PW5, No. 88254 P.C. Joseph Waweru received the report from the complainant, her mother and members of the public.  She took possession of the exhibits they had, the complainant’s pant that was blood stained and a T-shirt said to belong to the appellant that he was wearing on the material date.

PW4, S M an elder sister to the complainant was at home when she heard screams.  Recognizing her sister’s voice she ran towards the place whence it emanated from.  She met her sister M who told her that she had been defiled byMaingi (Appellant).  She noticed blood rolling down her legs.

PW5, Monica Munyolothe Assistant Chief received the report from the village elder.  PW6, S T the village elder received the report from PW2.  PW7, Nelson Kimanthi the clinical officer examined PW1. Her hymen was perforated with a small tear on the anal region.  Her pants were soaked with blood.  A vaginal swab carried out indicated many red blood cells.  Urinalysis done showed epithelial cells.  He concluded that she had been defiled.

In his defence the appellant denied having committed the offence.  He stated that on the 26th June 2010 he was at Ndauwi market where he stayed until 6. 00 p.m.  He went back home to learn that the village elder and the complainant were looking for him following allegations that he had defiled her.  He stated that they compromised the medical officer who filled the P3 form.  On cross examination he said that he disagreed with the complainant’s mother as she wanted him to be her lover but he declined.

The appellant filed written submissions and added that he was not examined.  In response, the learned state counsel, Mrs. Abuga submitted that when the complainant screamed following the ordeal the appellant ran away leaving behind his red T-shirt which was identified as belonging to him. Medical evidence adduced corroborated that of PW1.  She called upon the court to uphold the conviction and sentence and dismiss the appeal.

This being the first appellate court, I am duty bound to analyze and re-evaluate the evidence which was adduced before the trial court and come up with my own conclusions bearing in mind the fact that I did not have an opportunity of hearing and seeing witnesses (See Okeno versus Republic (1972) E.A. 32).

Evidence in respect of the age of the complainant was adduced by PW1, the complainant herself, PW2, her biological mother and PW7 the clinical officer who produced the medical examination report (P3) which indicates the estimated age of the complainant as 12 years.  The age of the complainant can be proved by medical evidence, a birth certificate by a parent/guardian, observation or commonsense. (See Omuroni Francis versus Uganda, Court of Appeal No. 2 of 2000).Proof in this case was beyond doubt.

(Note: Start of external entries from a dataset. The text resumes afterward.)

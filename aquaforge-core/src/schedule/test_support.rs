use aquaforge_schemas::{
    batch::Batch,
    measurement::Measurement,
    species::{PhaseDurations, SpeciesDescriptor, StockingDensities},
};
use std::sync::Arc;

pub fn species_with(
    id: &str,
    (larval_days, pregrowth_days, fattening_days): (u32, u32, u32),
    larval_per_litre: u32,
    fattening_per_m3: u32,
) -> SpeciesDescriptor {
    SpeciesDescriptor {
        species_id: id.to_string(),
        species_name: id.to_string(),
        scientific_name: None,
        densities: StockingDensities {
            larval_per_litre,
            pregrowth_per_m3: 400,
            fattening_per_m3,
        },
        phase_durations: PhaseDurations {
            larval_days,
            pregrowth_days,
            fattening_days,
        },
        fry_sale_weight: Measurement::new(2.0, "g"),
        commercial_weight: Measurement::new(380.0, "g"),
        optimal_temperature: Measurement::new(18.0, "°C"),
    }
}

pub fn sea_bass() -> SpeciesDescriptor {
    species_with("sea-bass", (40, 70, 450), 100, 15)
}

pub fn sea_bream() -> SpeciesDescriptor {
    let mut species = species_with("sea-bream", (45, 65, 420), 120, 18);
    species.commercial_weight.value = 330.0;
    species
}

pub fn meagre() -> SpeciesDescriptor {
    let mut species = species_with("meagre", (35, 80, 480), 80, 12);
    species.commercial_weight.value = 900.0;
    species
}

/// Sea bass, sea bream and meagre, in that order.
pub fn reference_batches() -> Vec<Batch> {
    vec![
        Batch::new(Arc::new(sea_bass()), 1_200_000),
        Batch::new(Arc::new(sea_bream()), 1_800_000),
        Batch::new(Arc::new(meagre()), 2_400_000),
    ]
}
use std::sync::Arc;

use axum::{
    extract::{Path, Query, State},
    Json,
};
use axum_extra::TypedHeader;
use headers::{Authorization, authorization::Bearer};
use serde::Deserialize;
use serde_json::{json, Value};
use uuid::Uuid;

use shared_config::AppConfig;
use shared_models::error::AppError;

use crate::models::{GridQueryRequest, ScheduleError};
use crate::services::availability::AvailabilityService;

#[derive(Debug, Deserialize)]
pub struct WorkingWindowsQuery {
    pub branch_id: Uuid,
    pub date_from: String,
    pub date_to: String,
}

fn schedule_error(e: ScheduleError) -> AppError {
    match e {
        ScheduleError::InvalidDateRange(msg) => AppError::BadRequest(msg),
        e @ (ScheduleError::InvalidSlotMinutes(_) | ScheduleError::InvalidCapacity) => {
            AppError::ValidationError(e.to_string())
        }
        ScheduleError::DatabaseError(msg) => AppError::Database(msg),
    }
}

/// Day × time-slot availability grid for one doctor at one branch.
#[axum::debug_handler]
pub async fn get_slot_grid(
    State(state): State<Arc<AppConfig>>,
    Path(doctor_id): Path<Uuid>,
    Query(query): Query<GridQueryRequest>,
    auth: Option<TypedHeader<Authorization<Bearer>>>,
) -> Result<Json<Value>, AppError> {
    let availability_service = AvailabilityService::new(&state);
    let token = auth.as_ref().map(|TypedHeader(header)| header.token());

    let availability = availability_service
        .slot_grid(doctor_id, query, token)
        .await
        .map_err(schedule_error)?;

    Ok(Json(json!(availability)))
}

/// Raw working-window rows for the schedule-management screens.
#[axum::debug_handler]
pub async fn list_working_windows(
    State(state): State<Arc<AppConfig>>,
    Path(doctor_id): Path<Uuid>,
    Query(query): Query<WorkingWindowsQuery>,
    auth: Option<TypedHeader<Authorization<Bearer>>>,
) -> Result<Json<Value>, AppError> {
    let availability_service = AvailabilityService::new(&state);
    let token = auth.as_ref().map(|TypedHeader(header)| header.token());

    let windows = availability_service
        .fetch_working_windows(
            doctor_id,
            query.branch_id,
            &query.date_from,
            &query.date_to,
            token,
        )
        .await
        .map_err(schedule_error)?;

    Ok(Json(json!({
        "working_windows": windows,
        "total": windows.len()
    })))
}
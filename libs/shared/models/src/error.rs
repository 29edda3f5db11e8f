use axum::{
    http::StatusCode,
    response::{IntoResponse, Response},
    Json,
};
use serde_json::json;
use thiserror::Error;

#[derive(Error, Debug)]
pub enum AppError {
    #[error("Bad Request: {0}")]
    BadRequest(String),

    #[error("Validation error: {0}")]
    ValidationError(String),

    #[error("Not Found: {0}")]
    NotFound(String),

    #[error("Conflict: {0}")]
    Conflict(String),

    #[error("Internal Server Error: {0}")]
    Internal(String),

    #[error("Database error: {0}")]
    Database(String),

    #[error("Upstream error: {0}")]
    Upstream(String),
}

impl IntoResponse for AppError {
    fn into_response(self) -> Response {
        let (status, message) = match &self {
            AppError::BadRequest(msg) => (StatusCode::BAD_REQUEST, msg),
            AppError::ValidationError(msg) => (StatusCode::BAD_REQUEST, msg),
            AppError::NotFound(msg) => (StatusCode::NOT_FOUND, msg),
            AppError::Conflict(msg) => (StatusCode::CONFLICT, msg),
            AppError::Internal(msg) => (StatusCode::INTERNAL_SERVER_ERROR, msg),
            AppError::Database(msg) => (StatusCode::INTERNAL_SERVER_ERROR, msg),
            AppError::Upstream(msg) => (StatusCode::BAD_GATEWAY, msg),
        };

        tracing::error!("Error: {}: {}", status, message);

        let body = Json(json!({
            "error": message
        }));

        (status, body).into_response()
    }
}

The P3 form in respect of the complainant was filled by a clinical officer.  A clinical officer is qualified to fill a P3 form. This is an area of his competence. (See Raphael Kavoi Kiilu versus Republic Criminal Appeal No. 198/2008; Section 2 of the Clinical Officers Act (Training, Registration and Licencing) Act, Cap 260 (LOK).

An evaluation of evidence adduced shows that the complainant was a child aged 12 years.  Her evidence that it was the appellant who inserted into her female a organ male organ unlawfully, amid screams is uncontroverted.  There was penetration.  He offered no explanation of how he ran away leaving his T-shirt at the scene. His allegation of having declined to accept the complainant’s mother’s seduction is therefore unfounded.  The trial magistrate correctly reached a decision to convict him on the main count.  I do confirm it,

With regard to the alternative count, it was erroneous on the part of the trial magistrate convict on that count as well. He ought to have made no finding on the same. In the circumstances, I do quash the conviction on the alternative count. The sentence imposed was the minimum prescribed sentence for the offence.  I confirm it.

For reasons given I dismiss the appeal.

DATED, SIGNED and DELIVERED at MACHAKOS this 25TH day of MARCH, 2014.